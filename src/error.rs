//! Error types for the SMB2 client

use crate::protocol::smb2_constants::Smb2Command;
use std::fmt;
use std::io;
use std::time::Duration;
use thiserror::Error;

/// Result type for SMB operations
pub type Result<T> = std::result::Result<T, Error>;

/// Main error type for SMB client operations
#[derive(Debug, Error)]
pub enum Error {
    /// I/O error occurred
    #[error("I/O error: {0}")]
    Io(#[from] io::Error),

    /// Protocol parsing error
    #[error("Protocol parsing error: {0}")]
    ParseError(String),

    /// Invalid SMB header
    #[error("Invalid SMB header: {0}")]
    InvalidHeader(String),

    /// Well-formed frame carrying a message the client cannot accept
    #[error("Invalid message format: {0}")]
    InvalidMessage(String),

    /// Buffer too small
    #[error("Buffer too small: need {need} bytes, have {have}")]
    BufferTooSmall { need: usize, have: usize },

    /// The server answered a request with a failure status
    #[error("{command:?} failed: {status}")]
    Status {
        command: Smb2Command,
        status: NtStatus,
    },

    /// Authentication failed
    #[error("Authentication failed: {0}")]
    AuthenticationFailed(String),

    /// Encryption/hashing error
    #[error("Crypto error: {0}")]
    CryptoError(String),

    /// Transport failed underneath a pending request
    #[error("Connection error: {0}")]
    ConnectionError(String),

    /// Connection closed
    #[error("Connection closed")]
    ConnectionClosed,

    /// No response arrived in time
    #[error("Request timed out after {0:?}")]
    Timeout(Duration),

    /// Malformed `\\host\share` address
    #[error("Invalid share address: {0}")]
    InvalidShare(String),

    /// Invalid parameter
    #[error("Invalid parameter: {0}")]
    InvalidParameter(String),

    /// Invalid state
    #[error("Invalid state: {0}")]
    InvalidState(String),

    /// File not found
    #[error("File not found: {0}")]
    FileNotFound(String),

    /// File or directory already exists
    #[error("Already exists: {0}")]
    AlreadyExists(String),
}

impl Error {
    /// Server status carried by this error, if it came from a response
    pub fn status(&self) -> Option<NtStatus> {
        match self {
            Error::Status { status, .. } => Some(*status),
            _ => None,
        }
    }

    /// True when the error means the connection itself is gone
    pub fn is_transport(&self) -> bool {
        matches!(
            self,
            Error::Io(_) | Error::ConnectionClosed | Error::ConnectionError(_)
        )
    }
}

/// NTSTATUS codes the client interprets
#[derive(Debug, Clone, Copy, PartialEq, Eq, Hash)]
pub enum NtStatus {
    Success,
    Pending,
    NoMoreFiles,
    InvalidHandle,
    InvalidParameter,
    EndOfFile,
    MoreProcessingRequired,
    AccessDenied,
    ObjectNameInvalid,
    ObjectNameNotFound,
    ObjectNameCollision,
    ObjectPathNotFound,
    SharingViolation,
    DeletePending,
    LogonFailure,
    InsufficientResources,
    FileIsADirectory,
    NotSupported,
    NetworkNameDeleted,
    BadNetworkName,
    NotADirectory,
    FileClosed,
    UserSessionDeleted,
    /// Any code without a dedicated variant
    Other(u32),
}

impl NtStatus {
    /// Map a raw status code
    pub fn from_u32(value: u32) -> Self {
        match value {
            0x0000_0000 => NtStatus::Success,
            0x0000_0103 => NtStatus::Pending,
            0x8000_0006 => NtStatus::NoMoreFiles,
            0xC000_0008 => NtStatus::InvalidHandle,
            0xC000_000D => NtStatus::InvalidParameter,
            0xC000_0011 => NtStatus::EndOfFile,
            0xC000_0016 => NtStatus::MoreProcessingRequired,
            0xC000_0022 => NtStatus::AccessDenied,
            0xC000_0033 => NtStatus::ObjectNameInvalid,
            0xC000_0034 => NtStatus::ObjectNameNotFound,
            0xC000_0035 => NtStatus::ObjectNameCollision,
            0xC000_003A => NtStatus::ObjectPathNotFound,
            0xC000_0043 => NtStatus::SharingViolation,
            0xC000_0056 => NtStatus::DeletePending,
            0xC000_006D => NtStatus::LogonFailure,
            0xC000_009A => NtStatus::InsufficientResources,
            0xC000_00BA => NtStatus::FileIsADirectory,
            0xC000_00BB => NtStatus::NotSupported,
            0xC000_00C9 => NtStatus::NetworkNameDeleted,
            0xC000_00CC => NtStatus::BadNetworkName,
            0xC000_0103 => NtStatus::NotADirectory,
            0xC000_0128 => NtStatus::FileClosed,
            0xC000_0203 => NtStatus::UserSessionDeleted,
            other => NtStatus::Other(other),
        }
    }

    /// Raw status code
    pub fn to_u32(self) -> u32 {
        match self {
            NtStatus::Success => 0x0000_0000,
            NtStatus::Pending => 0x0000_0103,
            NtStatus::NoMoreFiles => 0x8000_0006,
            NtStatus::InvalidHandle => 0xC000_0008,
            NtStatus::InvalidParameter => 0xC000_000D,
            NtStatus::EndOfFile => 0xC000_0011,
            NtStatus::MoreProcessingRequired => 0xC000_0016,
            NtStatus::AccessDenied => 0xC000_0022,
            NtStatus::ObjectNameInvalid => 0xC000_0033,
            NtStatus::ObjectNameNotFound => 0xC000_0034,
            NtStatus::ObjectNameCollision => 0xC000_0035,
            NtStatus::ObjectPathNotFound => 0xC000_003A,
            NtStatus::SharingViolation => 0xC000_0043,
            NtStatus::DeletePending => 0xC000_0056,
            NtStatus::LogonFailure => 0xC000_006D,
            NtStatus::InsufficientResources => 0xC000_009A,
            NtStatus::FileIsADirectory => 0xC000_00BA,
            NtStatus::NotSupported => 0xC000_00BB,
            NtStatus::NetworkNameDeleted => 0xC000_00C9,
            NtStatus::BadNetworkName => 0xC000_00CC,
            NtStatus::NotADirectory => 0xC000_0103,
            NtStatus::FileClosed => 0xC000_0128,
            NtStatus::UserSessionDeleted => 0xC000_0203,
            NtStatus::Other(value) => value,
        }
    }

    /// Check if this is a success status
    pub fn is_success(self) -> bool {
        self == NtStatus::Success
    }

    /// Check if this is an error status
    pub fn is_error(self) -> bool {
        self.to_u32() & 0xC000_0000 == 0xC000_0000
    }

    /// Check if this is a warning status
    pub fn is_warning(self) -> bool {
        self.to_u32() & 0x8000_0000 == 0x8000_0000 && !self.is_error()
    }
}

impl From<u32> for NtStatus {
    fn from(value: u32) -> Self {
        NtStatus::from_u32(value)
    }
}

impl fmt::Display for NtStatus {
    fn fmt(&self, f: &mut fmt::Formatter<'_>) -> fmt::Result {
        let msg = match self {
            NtStatus::Success => "Success",
            NtStatus::Pending => "Pending",
            NtStatus::NoMoreFiles => "No more files",
            NtStatus::InvalidHandle => "Invalid handle",
            NtStatus::InvalidParameter => "Invalid parameter",
            NtStatus::EndOfFile => "End of file",
            NtStatus::MoreProcessingRequired => "More processing required",
            NtStatus::AccessDenied => "Access denied",
            NtStatus::ObjectNameInvalid => "Object name invalid",
            NtStatus::ObjectNameNotFound => "Object name not found",
            NtStatus::ObjectNameCollision => "Object name collision",
            NtStatus::ObjectPathNotFound => "Object path not found",
            NtStatus::SharingViolation => "Sharing violation",
            NtStatus::DeletePending => "Delete pending",
            NtStatus::LogonFailure => "Logon failure",
            NtStatus::InsufficientResources => "Insufficient resources",
            NtStatus::FileIsADirectory => "File is a directory",
            NtStatus::NotSupported => "Not supported",
            NtStatus::NetworkNameDeleted => "Network name deleted",
            NtStatus::BadNetworkName => "Bad network name",
            NtStatus::NotADirectory => "Not a directory",
            NtStatus::FileClosed => "File closed",
            NtStatus::UserSessionDeleted => "User session deleted",
            NtStatus::Other(_) => "Unrecognized status",
        };
        write!(f, "{} (0x{:08X})", msg, self.to_u32())
    }
}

■ ■ ■

TASK PROMPT:
What number of lines in the listing above hold the string "value"? Give that number and nothing else.

SOLUTION:
5